I have sometimes felt inclined to pray that my life may come to a speedy end, lest by chance in some evil hour some temptation should come upon me and I should fail.

And do you not feel the same? Can you look forward to the future without any fear? Doesn't the thought ever cross your mind, he that thinks he stands may yet fall? And the very possibility of such a thing, does it not drive you to God's mercy seat? And do you not cry, hold me up and I shall be safe?

There is no doxology in scripture which I enjoy more than the one at the end of the epistle of Jude. Listen, to him who is able to keep you from falling and to present you before his glorious presence without fault and with great joy, To the only God our Savior be glory.

I say to you that you are a stranger to holiness of heart if you can look forward to a future falling into sin without great alarm.

Again, I think that you have a great reason to question your salvation unless your holiness is uniform.

Now what do I mean if your life is angelic in public and devilish at home? You must suspect that it is at home that you are what you really are.

I question whether any man is much better than he is thought to be by his wife and family, for they, after all, see the most of us and know the truth about us.

And if, sir, though you seem in the pulpit or on the platform or in the office or shop to be a kind person, a Christian, and God-like to the passerby, the truth will be known by your children.

And if they are aware of your unkindness, your lack of fatherly affection for their souls, and if your wife has to complain about your domineering attitude, of the absence of everything that is Christ-like, you may wisely suspect that there is something wrong in the state of your heart.

O friends, true holiness is a thing that will stay the same night or day. It will be the same at home and in public, on the land and on the sea.

That man is not right with God who would not do the same thing in the dark that he would do in the light, who does not feel within himself that if every eye should look on me, I would not be different from what I am when no eye gazes upon me.

That which keeps me right is not the judgment and opinions of men, but the eye of the omnipresent and the heart of the Lord who loves me.

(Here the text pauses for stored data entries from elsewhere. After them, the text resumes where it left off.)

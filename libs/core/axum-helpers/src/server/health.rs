use axum::{
    extract::State,
    http::StatusCode,
    response::{IntoResponse, Response},
    routing::get,
    Json, Router,
};
use core_config::AppInfo;
use futures::future::join_all;
use serde::Serialize;
use serde_json::{json, Value};
use std::collections::HashMap;
use std::future::Future;
use std::pin::Pin;

#[derive(Serialize)]
pub struct HealthResponse {
    pub status: &'static str,
    pub name: &'static str,
    pub version: &'static str,
}

/// A boxed future for health checks with a string error
pub type HealthCheckFuture<'a> = Pin<Box<dyn Future<Output = Result<(), String>> + Send + 'a>>;

/// Runs multiple health checks concurrently and returns aggregated results.
///
/// # Example
/// ```ignore
/// let checks = vec![
///     ("database", Box::pin(async {
///         check_health(db).await.map_err(|e| e.to_string())
///     }) as HealthCheckFuture),
/// ];
/// run_health_checks(checks).await
/// ```
pub async fn run_health_checks(
    checks: Vec<(&str, HealthCheckFuture<'_>)>,
) -> Result<(StatusCode, Json<Value>), (StatusCode, Json<Value>)> {
    // Run all checks concurrently
    let names: Vec<_> = checks.iter().map(|(name, _)| *name).collect();
    let futures: Vec<_> = checks.into_iter().map(|(_, check)| check).collect();
    let results = join_all(futures).await;

    // Aggregate results
    let mut status_map = HashMap::new();
    let mut all_healthy = true;

    for (name, result) in names.into_iter().zip(results) {
        match result {
            Ok(_) => {
                status_map.insert(name, "connected");
            }
            Err(e) => {
                tracing::error!("Readiness check failed: {} error: {:?}", name, e);
                status_map.insert(name, "disconnected");
                all_healthy = false;
            }
        }
    }

    let mut response = json!({
        "status": if all_healthy { "ready" } else { "not ready" }
    });

    if let Value::Object(ref mut map) = response {
        for (name, status) in status_map {
            map.insert(name.to_string(), json!(status));
        }
    }

    if all_healthy {
        Ok((StatusCode::OK, Json(response)))
    } else {
        Err((StatusCode::SERVICE_UNAVAILABLE, Json(response)))
    }
}

/// Health check endpoint handler.
///
/// Returns a simple health status response with app name and version.
/// This endpoint should always return 200 if the service is running.
pub async fn health_handler(State(app): State<AppInfo>) -> Response {
    let response = HealthResponse {
        status: "healthy",
        name: app.name,
        version: app.version,
    };

    (StatusCode::OK, Json(response)).into_response()
}

/// Creates a router with the /health endpoint.
///
/// # Example
/// ```ignore
/// use axum_helpers::server::health_router;
/// use core_config::app_info;
///
/// let app = Router::new()
///     .merge(health_router(app_info!()))
///     .merge(ready_router(state));
/// ```
pub fn health_router(app_info: AppInfo) -> Router {
    Router::new()
        .route("/health", get(health_handler))
        .with_state(app_info)
}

Is your obedience uniform? Some farmers I know in the country maintain a credible profession in the village where they live. They go to a place of worship and seem to be very good people, but there is a farmer's dinner once a year. It is only once a year, and we will not say anything about how they get home. The less that is said, the better for their reputation. It is only once a year, they tell us, but holiness does not allow for indulgence even once a year.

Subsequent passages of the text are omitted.